Toujours en alternance avec les formes Salv/Sauv, signalons les endroits habités par des Sauvé, combinés avec un suffixe -ade qui exprime le nombre ou l’abondance, ce qui nous donne Sauvade, Sauvadet ou…Salvetat, qui représentaient des cités ou simplement des maisons accueillant des gens réfugiés ou de passage (des demandeurs d’asile non pas encore politique mais des pèlerins).

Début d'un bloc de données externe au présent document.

impl SubscriptionRegistry {
    pub fn new(channel: Arc<dyn ControlChannel>, debounce: Duration) -> Arc<Self> {
        Arc::new_cyclic(|me| Self {
            me: me.clone(),
            channel,
            debounce,
            state: Mutex::new(RegistryState::default()),
            timers: KeyedScheduler::new(),
        })
    }

    fn lock(&self) -> MutexGuard<'_, RegistryState> {
        self.state.lock().unwrap_or_else(PoisonError::into_inner)
    }

    /// Register `callback` for `key`. The first registration for a key
    /// schedules a debounced subscribe frame.
    pub fn subscribe(&self, key: SubscriptionKey, callback: Callback) -> SubscriptionHandle {
        let (handle, ref_count) = {
            let mut state = self.lock();
            state.next_id += 1;
            let id = state.next_id;
            let entry = state.entries.entry(key.clone()).or_default();
            entry.callbacks.push((id, callback));
            let ref_count = entry.callbacks.len();
            if ref_count == 1 {
                state.pending.insert(key.clone(), ControlMethod::Subscribe);
            }
            (SubscriptionHandle { id, key }, ref_count)
        };

        tracing::debug!(key = %handle.key, ref_count, "subscription added");
        if ref_count == 1 {
            self.schedule_reconcile(handle.key.clone());
        }
        handle
    }

    /// Register a channel-backed subscriber; frames arrive on the receiver.
    ///
    /// Dropping the receiver does not release the subscription. The key stays
    /// subscribed until the handle is passed to [`release`](Self::release).
    pub fn subscribe_channel(
        &self,
        key: SubscriptionKey,
    ) -> (SubscriptionHandle, mpsc::UnboundedReceiver<Value>) {
        let (tx, rx) = mpsc::unbounded_channel();
        let label = key.to_string();
        let reported = AtomicBool::new(false);
        let handle = self.subscribe(
            key,
            Arc::new(move |data: &Value| {
                if tx.send(data.clone()).is_err() && !reported.swap(true, Ordering::Relaxed) {
                    tracing::debug!(key = %label, "receiver dropped but subscription not released");
                }
            }),
        );
        (handle, rx)
    }

    /// Drop one registration. Returns `false` if the handle was already released.
    ///
    /// Releasing the last registration for a key schedules a debounced
    /// unsubscribe frame.
    pub fn release(&self, handle: &SubscriptionHandle) -> bool {
        let last = {
            let mut state = self.lock();
            let Some(entry) = state.entries.get_mut(&handle.key) else {
                return false;
            };
            let Some(pos) = entry.callbacks.iter().position(|(id, _)| *id == handle.id) else {
                return false;
            };
            entry.callbacks.remove(pos);
            let last = entry.callbacks.is_empty();
            if last {
                state.entries.remove(&handle.key);
                state
                    .pending
                    .insert(handle.key.clone(), ControlMethod::Unsubscribe);
            }
            last
        };

        tracing::debug!(key = %handle.key, last, "subscription released");
        if last {
            self.schedule_reconcile(handle.key.clone());
        }
        true
    }

    fn schedule_reconcile(&self, key: SubscriptionKey) {
        let me = self.me.clone();
        let slot = key.clone();
        self.timers.schedule(slot, self.debounce, async move {
            if let Some(registry) = me.upgrade() {
                registry.reconcile(key).await;
            }
        });
    }

    /// Send whatever frame brings the wire in line with the ref count for `key`.
    async fn reconcile(&self, key: SubscriptionKey) {
        let frame = {
            let mut state = self.lock();
            state.pending.remove(&key);
            let desired = state.entries.contains_key(&key);
            let sent = state.on_wire.contains(&key);
            match (desired, sent) {
                (true, false) => Some(ControlFrame::subscribe(key.clone())),
                (false, true) => Some(ControlFrame::unsubscribe(key.clone())),
                _ => None,
            }
        };

        if let Some(frame) = frame {
            self.transmit(frame).await;
        } else {
            tracing::trace!(key = %key, "no net change, nothing to send");
        }

        if self.active_count() == 0 {
            self.channel.on_idle();
        }
    }

    async fn transmit(&self, frame: ControlFrame) {
        let key = frame.subscription.clone();
        if !self.channel.is_connected() {
            // The server forgot everything with the connection; reconnect resends.
            self.lock().on_wire.remove(&key);
            tracing::debug!(key = %key, method = ?frame.method, "not connected, frame deferred");
            return;
        }

        {
            let mut state = self.lock();
            match frame.method {
                ControlMethod::Subscribe => state.on_wire.insert(key.clone()),
                ControlMethod::Unsubscribe => state.on_wire.remove(&key),
            };
        }

        match self.channel.send_control(&frame).await {
            Ok(()) => tracing::debug!(key = %key, method = ?frame.method, "control frame sent"),
            Err(e) => {
                if e.is_retryable() {
                    tracing::debug!(key = %key, method = ?frame.method, error = %e, "control frame failed, reconnect will resend");
                } else {
                    tracing::warn!(key = %key, method = ?frame.method, error = %e, "control frame failed");
                }
                if frame.method == ControlMethod::Subscribe {
                    self.lock().on_wire.remove(&key);
                }
            }
        }
    }

    /// Resend one subscribe frame per active key, bypassing the debounce.
    /// Called once a (re)connection is established. Returns the number of
    /// keys resubscribed.
    pub async fn resubscribe_all(&self) -> usize {
        let keys: Vec<SubscriptionKey> = {
            let mut state = self.lock();
            let keys: Vec<_> = state.entries.keys().cloned().collect();
            state.on_wire = keys.iter().cloned().collect();
            for key in &keys {
                state.pending.remove(key);
            }
            keys
        };

        for key in &keys {
            self.timers.cancel(key);
        }

        let mut sent = 0;
        for key in &keys {
            match self
                .channel
                .send_control(&ControlFrame::subscribe(key.clone()))
                .await
            {
                Ok(()) => sent += 1,
                Err(e) => {
                    tracing::warn!(key = %key, error = %e, "resubscribe failed");
                    self.lock().on_wire.remove(key);
                }
            }
        }
        tracing::info!(count = sent, "resubscribed active subscriptions");
        sent
    }

    /// Forget what was sent on the connection that just went away.
    pub fn on_connection_lost(&self) {
        self.lock().on_wire.clear();
    }

    /// Callbacks registered for `key`, in registration order.
    pub fn callbacks_for(&self, key: &SubscriptionKey) -> Vec<Callback> {
        self.lock()
            .entries
            .get(key)
            .map(|e| e.callbacks.iter().map(|(_, cb)| Arc::clone(cb)).collect())
            .unwrap_or_default()
    }

    /// Number of keys with at least one registration.
    pub fn active_count(&self) -> usize {
        self.lock().entries.len()
    }

    pub fn active_keys(&self) -> Vec<SubscriptionKey> {
        self.lock().entries.keys().cloned().collect()
    }

    pub fn ref_count(&self, key: &SubscriptionKey) -> usize {
        self.lock()
            .entries
            .get(key)
            .map_or(0, |e| e.callbacks.len())
    }

    /// Keys whose debounce timer is still running.
    pub fn pending_count(&self) -> usize {
        self.lock().pending.len()
    }

    /// The intended next control action for `key`, if one is pending.
    pub fn pending_action(&self, key: &SubscriptionKey) -> Option<ControlMethod> {
        self.lock().pending.get(key).copied()
    }

    /// Returns `true` if a subscribe for `key` is live on the current connection.
    pub fn is_on_wire(&self, key: &SubscriptionKey) -> bool {
        self.lock().on_wire.contains(key)
    }

    /// Drop every registration and pending timer without sending anything.
    pub fn clear(&self) {
        self.timers.cancel_all();
        let mut state = self.lock();
        state.entries.clear();
        state.on_wire.clear();
        state.pending.clear();
    }
}
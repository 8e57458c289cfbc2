//! Exponential reconnect backoff with a hard attempt cap.

use std::time::Duration;

use serde::{Deserialize, Serialize};

/// Configuration for the reconnect policy.
#[derive(Debug, Clone, PartialEq, Eq, Serialize, Deserialize)]
pub struct ReconnectConfig {
    /// Delay before the first reconnect attempt, in milliseconds.
    #[serde(default = "default_base_delay_ms")]
    pub base_delay_ms: u64,
    /// Attempts made before giving up.
    #[serde(default = "default_max_attempts")]
    pub max_attempts: u32,
}

fn default_base_delay_ms() -> u64 { 1_000 }
fn default_max_attempts() -> u32 { 5 }

impl Default for ReconnectConfig {
    fn default() -> Self {
        Self {
            base_delay_ms: default_base_delay_ms(),
            max_attempts: default_max_attempts(),
        }
    }
}

impl ReconnectConfig {
    pub fn base_delay(&self) -> Duration {
        Duration::from_millis(self.base_delay_ms)
    }
}

/// Stateless policy: computes the delay for a given attempt number.
#[derive(Debug, Clone)]
pub struct ReconnectPolicy {
    pub config: ReconnectConfig,
}

impl ReconnectPolicy {
    pub fn new(config: ReconnectConfig) -> Self {
        Self { config }
    }

    /// Delay before the `attempt`-th reconnect (1-based): `base × 2^(attempt-1)`.
    /// Returns `None` once `attempt` exceeds `max_attempts`.
    pub fn next_delay(&self, attempt: u32) -> Option<Duration> {
        if attempt == 0 || !self.should_retry(attempt) {
            return None;
        }
        let factor = 1u32.checked_shl(attempt - 1).unwrap_or(u32::MAX);
        Some(self.config.base_delay().saturating_mul(factor))
    }

    /// Returns `true` if `attempt` is within the cap.
    pub fn should_retry(&self, attempt: u32) -> bool {
        attempt <= self.config.max_attempts
    }
}

#[cfg(test)]
mod tests {
    use super::*;

    fn policy(base_ms: u64, max: u32) -> ReconnectPolicy {
        ReconnectPolicy::new(ReconnectConfig {
            base_delay_ms: base_ms,
            max_attempts: max,
        })
    }

    #[test]
    fn delays_double_each_attempt() {
        let p = policy(100, 5);
        let delays: Vec<u128> = (1..=5).map(|n| p.next_delay(n).unwrap().as_millis()).collect();
        assert_eq!(delays, vec![100, 200, 400, 800, 1600]);
    }

    #[test]
    fn no_delay_beyond_cap() {
        let p = policy(100, 3);
        assert!(p.next_delay(3).is_some());
        assert!(p.next_delay(4).is_none());
        assert!(p.next_delay(0).is_none());
    }

    #[test]
    fn should_retry_boundary() {
        let p = policy(10, 2);
        assert!(p.should_retry(1));
        assert!(p.should_retry(2));
        assert!(!p.should_retry(3));
    }

    #[test]
    fn huge_attempt_saturates() {
        let p = policy(1_000, u32::MAX);
        assert!(p.next_delay(64).is_some());
    }

    #[test]
    fn config_defaults_from_empty_json() {
        let cfg: ReconnectConfig = serde_json::from_str("{}").unwrap();
        assert_eq!(cfg, ReconnectConfig::default());
    }
}
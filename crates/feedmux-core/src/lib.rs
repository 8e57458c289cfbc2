//! feedmux-core: shared types and policies for feedmux.
//!
//! # Overview
//!
//! feedmux keeps one streaming connection to a market-data service and fans
//! its messages out to many subscribers. This crate holds the pieces that do
//! not depend on a particular socket implementation:
//!
//! - [`SubscriptionKey`] / [`ControlFrame`] / [`InboundFrame`]: wire types
//! - [`Transport`] / [`FrameSink`]: the connection seam
//! - [`FeedError`]: structured error type
//! - [`KeyedScheduler`]: debounce and deferred actions
//! - [`policy`] module: reconnect backoff, request coalescer
//! - [`memory`] module: in-process transport for tests and demos

pub mod error;
pub mod frame;
pub mod memory;
pub mod policy;
pub mod scheduler;
pub mod transport;

pub use error::FeedError;
pub use frame::{Channel, ControlFrame, ControlMethod, InboundFrame, SubscriptionKey, PING_FRAME};
pub use policy::{CoalescerConfig, CoalescerStats, ReconnectConfig, ReconnectPolicy, RequestCoalescer};
pub use scheduler::KeyedScheduler;
pub use transport::{ConnectionState, FrameSink, FrameStream, Transport};
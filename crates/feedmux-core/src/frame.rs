//! Subscription keys and the wire frames exchanged with the streaming service.
//!
//! Outbound control frames:
//! ```text
//! {"method":"subscribe","subscription":{"type":"l2Book","coin":"BTC"}}
//! ```
//! Inbound data frames:
//! ```text
//! {"channel":"l2Book","data":{"coin":"BTC","levels":[...]}}
//! ```

use serde::{Deserialize, Serialize};
use serde_json::Value;

/// A named category of streaming data.
#[derive(Debug, Clone, Copy, PartialEq, Eq, Hash)]
pub enum Channel {
    OrderBook,
    Trades,
    UserEvents,
    AllMids,
}

impl Channel {
    /// The channel tag used on the wire.
    pub fn wire_name(self) -> &'static str {
        match self {
            Self::OrderBook => "l2Book",
            Self::Trades => "trades",
            Self::UserEvents => "userEvents",
            Self::AllMids => "allMids",
        }
    }

    /// Parse a wire channel tag. Returns `None` for protocol or unknown channels.
    pub fn from_wire(tag: &str) -> Option<Self> {
        match tag {
            "l2Book" => Some(Self::OrderBook),
            "trades" => Some(Self::Trades),
            "userEvents" => Some(Self::UserEvents),
            "allMids" => Some(Self::AllMids),
            _ => None,
        }
    }
}

impl std::fmt::Display for Channel {
    fn fmt(&self, f: &mut std::fmt::Formatter<'_>) -> std::fmt::Result {
        f.write_str(self.wire_name())
    }
}

/// Identity of one logical stream: a channel plus its scoping parameter.
///
/// Serializes to the `subscription` object of a control frame.
#[derive(Debug, Clone, PartialEq, Eq, Hash, Serialize, Deserialize)]
#[serde(tag = "type")]
pub enum SubscriptionKey {
    /// Order-book updates for one market.
    #[serde(rename = "l2Book")]
    OrderBook { coin: String },
    /// Trade prints for one market.
    #[serde(rename = "trades")]
    Trades { coin: String },
    /// Account updates for one address.
    #[serde(rename = "userEvents")]
    UserEvents { user: String },
    /// Global mid-price feed; there is exactly one.
    #[serde(rename = "allMids")]
    AllMids,
}

impl SubscriptionKey {
    pub fn order_book(coin: impl Into<String>) -> Self {
        Self::OrderBook { coin: coin.into() }
    }

    pub fn trades(coin: impl Into<String>) -> Self {
        Self::Trades { coin: coin.into() }
    }

    /// Addresses are compared case-insensitively, so they are stored lower-cased.
    pub fn user_events(user: impl AsRef<str>) -> Self {
        Self::UserEvents {
            user: user.as_ref().to_ascii_lowercase(),
        }
    }

    pub fn channel(&self) -> Channel {
        match self {
            Self::OrderBook { .. } => Channel::OrderBook,
            Self::Trades { .. } => Channel::Trades,
            Self::UserEvents { .. } => Channel::UserEvents,
            Self::AllMids => Channel::AllMids,
        }
    }

    /// The scoping parameter, if the channel has one.
    pub fn param(&self) -> Option<&str> {
        match self {
            Self::OrderBook { coin } | Self::Trades { coin } => Some(coin),
            Self::UserEvents { user } => Some(user),
            Self::AllMids => None,
        }
    }

    /// Build a key from a channel and its parameter. `AllMids` ignores the parameter.
    pub fn from_parts(channel: Channel, param: Option<&str>) -> Option<Self> {
        match (channel, param) {
            (Channel::OrderBook, Some(p)) => Some(Self::order_book(p)),
            (Channel::Trades, Some(p)) => Some(Self::trades(p)),
            (Channel::UserEvents, Some(p)) => Some(Self::user_events(p)),
            (Channel::AllMids, _) => Some(Self::AllMids),
            _ => None,
        }
    }
}

impl std::fmt::Display for SubscriptionKey {
    fn fmt(&self, f: &mut std::fmt::Formatter<'_>) -> std::fmt::Result {
        match self.param() {
            Some(p) => write!(f, "{}:{}", self.channel(), p),
            None => write!(f, "{}", self.channel()),
        }
    }
}

/// Control action carried by an outbound frame.
#[derive(Debug, Clone, Copy, PartialEq, Eq, Serialize, Deserialize)]
#[serde(rename_all = "lowercase")]
pub enum ControlMethod {
    Subscribe,
    Unsubscribe,
}

/// An outbound subscribe/unsubscribe frame.
#[derive(Debug, Clone, PartialEq, Eq, Serialize, Deserialize)]
pub struct ControlFrame {
    pub method: ControlMethod,
    pub subscription: SubscriptionKey,
}

impl ControlFrame {
    pub fn subscribe(key: SubscriptionKey) -> Self {
        Self {
            method: ControlMethod::Subscribe,
            subscription: key,
        }
    }

    pub fn unsubscribe(key: SubscriptionKey) -> Self {
        Self {
            method: ControlMethod::Unsubscribe,
            subscription: key,
        }
    }
}

/// Keep-alive frame text.
pub const PING_FRAME: &str = r#"{"method":"ping"}"#;

/// A decoded inbound data frame.
#[derive(Debug, Clone, PartialEq, Serialize, Deserialize)]
pub struct InboundFrame {
    pub channel: String,
    #[serde(default)]
    pub data: Value,
}

impl InboundFrame {
    /// Derive the subscription key owning this frame from its channel tag
    /// and the scoping value embedded in the payload.
    ///
    /// Returns `None` for protocol acknowledgements, unknown channels and
    /// payloads missing their scoping value.
    pub fn key(&self) -> Option<SubscriptionKey> {
        let channel = Channel::from_wire(&self.channel)?;
        let param = match channel {
            Channel::OrderBook => self.data.get("coin").and_then(Value::as_str),
            Channel::Trades => self
                .data
                .as_array()
                .and_then(|trades| trades.first())
                .and_then(|t| t.get("coin"))
                .and_then(Value::as_str),
            Channel::UserEvents => self.data.get("user").and_then(Value::as_str),
            Channel::AllMids => None,
        };
        SubscriptionKey::from_parts(channel, param)
    }

    /// `true` for frames the server sends about the protocol itself rather than data.
    pub fn is_protocol_ack(&self) -> bool {
        matches!(self.channel.as_str(), "subscriptionResponse" | "pong" | "error")
    }
}

#[cfg(test)]
mod tests {
    use super::*;
    use serde_json::json;

    #[test]
    fn control_frame_wire_shape() {
        let frame = ControlFrame::subscribe(SubscriptionKey::order_book("BTC"));
        let v = serde_json::to_value(&frame).unwrap();
        assert_eq!(
            v,
            json!({"method": "subscribe", "subscription": {"type": "l2Book", "coin": "BTC"}})
        );

        let frame = ControlFrame::unsubscribe(SubscriptionKey::AllMids);
        let v = serde_json::to_value(&frame).unwrap();
        assert_eq!(
            v,
            json!({"method": "unsubscribe", "subscription": {"type": "allMids"}})
        );
    }

    #[test]
    fn user_address_is_lowercased() {
        let a = SubscriptionKey::user_events("0xABCdef");
        let b = SubscriptionKey::user_events("0xabcDEF");
        assert_eq!(a, b);
        assert_eq!(a.param(), Some("0xabcdef"));
    }

    #[test]
    fn inbound_key_order_book() {
        let f: InboundFrame =
            serde_json::from_value(json!({"channel": "l2Book", "data": {"coin": "ETH", "levels": []}}))
                .unwrap();
        assert_eq!(f.key(), Some(SubscriptionKey::order_book("ETH")));
    }

    #[test]
    fn inbound_key_trades_uses_first_print() {
        let f: InboundFrame = serde_json::from_value(json!({
            "channel": "trades",
            "data": [{"coin": "SOL", "px": "150.1"}, {"coin": "SOL", "px": "150.2"}]
        }))
        .unwrap();
        assert_eq!(f.key(), Some(SubscriptionKey::trades("SOL")));

        let empty: InboundFrame =
            serde_json::from_value(json!({"channel": "trades", "data": []})).unwrap();
        assert_eq!(empty.key(), None);
    }

    #[test]
    fn inbound_key_user_and_mids() {
        let f: InboundFrame = serde_json::from_value(
            json!({"channel": "userEvents", "data": {"user": "0xAbC", "fills": []}}),
        )
        .unwrap();
        assert_eq!(f.key(), Some(SubscriptionKey::user_events("0xabc")));

        let mids: InboundFrame =
            serde_json::from_value(json!({"channel": "allMids", "data": {"mids": {}}})).unwrap();
        assert_eq!(mids.key(), Some(SubscriptionKey::AllMids));
    }

    #[test]
    fn unknown_channel_has_no_key() {
        let f: InboundFrame =
            serde_json::from_value(json!({"channel": "candle", "data": {}})).unwrap();
        assert_eq!(f.key(), None);
        assert!(!f.is_protocol_ack());

        let ack: InboundFrame =
            serde_json::from_value(json!({"channel": "subscriptionResponse", "data": {}})).unwrap();
        assert!(ack.is_protocol_ack());
    }

    #[test]
    fn key_display() {
        assert_eq!(SubscriptionKey::trades("BTC").to_string(), "trades:BTC");
        assert_eq!(SubscriptionKey::AllMids.to_string(), "allMids");
    }
}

Idem dans d’autres pays, comme par exemple en Italie où les Salvo et Salvi représentent la même idée, jusqu’à un Savio, patronyme idéal d’un St-Dominique piémontais qui vivait au milieu du 19ème siècle, et qui fut canonisé en 1954 par le pape Pie XII comme…saint patron des enfants et protecteur de la jeunesse (sic).

Avant de se sauver définitivement, il faut signaler, parmi tant d’autres, un sauveur très célèbre, celui qui fut inspiré par la forme latine ‘salvator’ devenue salvador en zone hispanique et donc sud-américaine, ce qui conviendra aussi bien pour qualifier la ville de Bahia au Brésil qu’à baptiser un chanteur prénommé Henri en Guyane. L’autre particularité, plus rare, est le patronyme Salvé (toujours la forme ancienne de Sauvé), lequel est en général apparu au Moyen-Age dans des églises où une personne chargée de diriger les chants (le chantre) entonnait le…Salve Régina, le ‘Je vous salue Marie’, en latin; le surnom lui aurait été collé en le surnommant avec le premier mot de la prière. Un homme, à n’en pas douter, qui n’avait aucune inquiétude sur son salut; en tous cas étymologiquement!